> **Your goal**: For the material below, return exactly the lines starting at the one holding "binding set or a" and ending at the one holding "fn destinations(&self) ->", counting both as part of the range.

> **Exercise input**:
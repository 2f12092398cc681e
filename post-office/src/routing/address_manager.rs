//! Address directory capability and the snapshot table both strategies share.

use std::collections::{BTreeMap, HashMap, HashSet};
use std::sync::Arc;

use crate::address::Address;
use crate::binding::Binding;
use crate::error::PostOfficeError;

/// Bindings registered under one address, in registration order.
pub type BindingSet = Arc<[Arc<Binding>]>;

/// Maps addresses to destinations and to the bindings registered under them.
///
/// Readers always observe a complete snapshot: never a torn binding set or a
/// binding without its mapping. Writers are expected to be rare.
pub trait AddressManager: Send + Sync {
    /// Returns `true` when the destination was newly added.
    fn add_destination(&self, address: &Address) -> bool;

    /// Returns `true` when the destination existed.
    fn remove_destination(&self, address: &Address) -> bool;

    fn contains_destination(&self, address: &Address) -> bool;

    fn destinations(&self) -> HashSet<Address>;

    /// Indexes a binding by queue name without touching the address mapping.
    fn add_binding(&self, binding: Arc<Binding>) -> Result<(), PostOfficeError>;

    fn remove_binding(&self, queue_name: &str) -> Option<Arc<Binding>>;

    /// Appends `binding` under `address`. Returns `true` when the address
    /// already had at least one mapping.
    fn add_mapping(&self, address: &Address, binding: Arc<Binding>) -> bool;

    /// Returns `true` when this removed the last mapping under `address`.
    fn remove_mapping(&self, address: &Address, queue_name: &str) -> bool;

    /// Adds the binding to the queue-name index and its address mapping as
    /// one atomic change. Returns whether the address was already mapped.
    fn register_binding(&self, binding: Arc<Binding>) -> Result<bool, PostOfficeError>;

    /// Removes the binding from both indexes as one atomic change. The flag
    /// reports whether its address lost its last mapping.
    fn unregister_binding(
        &self,
        queue_name: &str,
    ) -> Result<(Arc<Binding>, bool), PostOfficeError>;

    /// Bindings that receive messages sent to `address`.
    fn bindings_for(&self, address: &Address) -> Option<BindingSet>;

    fn binding(&self, queue_name: &str) -> Option<Arc<Binding>>;

    /// Every binding keyed by queue name.
    fn bindings(&self) -> HashMap<String, Arc<Binding>>;

    /// Every address with at least one mapping, as registered.
    fn mappings(&self) -> HashMap<Address, BindingSet>;

    fn clear(&self);
}

/// Immutable directory snapshot. Writers clone, modify and swap it.
#[derive(Clone, Default)]
pub(crate) struct AddressTable {
    pub(crate) destinations: HashSet<Address>,
    pub(crate) bindings: HashMap<String, Arc<Binding>>,
    pub(crate) mappings: BTreeMap<Address, BindingSet>,
}

impl AddressTable {
    pub(crate) fn add_binding(&mut self, binding: Arc<Binding>) -> Result<(), PostOfficeError> {
        let queue_name = binding.queue_name().to_string();
        if self.bindings.contains_key(&queue_name) {
            return Err(PostOfficeError::BindingAlreadyExists(queue_name));
        }
        self.bindings.insert(queue_name, binding);
        Ok(())
    }

    pub(crate) fn add_mapping(&mut self, address: &Address, binding: Arc<Binding>) -> bool {
        match self.mappings.get(address) {
            Some(existing) => {
                let mut next = existing.to_vec();
                next.push(binding);
                self.mappings.insert(address.clone(), next.into());
                true
            }
            None => {
                self.mappings.insert(address.clone(), vec![binding].into());
                false
            }
        }
    }

    pub(crate) fn remove_mapping(&mut self, address: &Address, queue_name: &str) -> bool {
        let Some(existing) = self.mappings.get(address) else {
            return false;
        };

        let remaining: Vec<Arc<Binding>> = existing
            .iter()
            .filter(|binding| binding.queue_name() != queue_name)
            .cloned()
            .collect();

        if remaining.is_empty() {
            self.mappings.remove(address);
            true
        } else {
            self.mappings.insert(address.clone(), remaining.into());
            false
        }
    }

    pub(crate) fn register_binding(
        &mut self,
        binding: Arc<Binding>,
    ) -> Result<bool, PostOfficeError> {
        self.add_binding(binding.clone())?;
        let address = binding.address().clone();
        Ok(self.add_mapping(&address, binding))
    }

    pub(crate) fn unregister_binding(
        &mut self,
        queue_name: &str,
    ) -> Result<(Arc<Binding>, bool), PostOfficeError> {
        let binding = self
            .bindings
            .remove(queue_name)
            .ok_or_else(|| PostOfficeError::BindingNotFound(queue_name.to_string()))?;
        let last = self.remove_mapping(binding.address(), queue_name);
        Ok((binding, last))
    }
}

> **Solution to this task**:
/// Readers always observe a complete snapshot: never a torn binding set or a
/// binding without its mapping. Writers are expected to be rare.
pub trait AddressManager: Send + Sync {
    /// Returns `true` when the destination was newly added.
    fn add_destination(&self, address: &Address) -> bool;

    /// Returns `true` when the destination existed.
    fn remove_destination(&self, address: &Address) -> bool;

    fn contains_destination(&self, address: &Address) -> bool;

    fn destinations(&self) -> HashSet<Address>;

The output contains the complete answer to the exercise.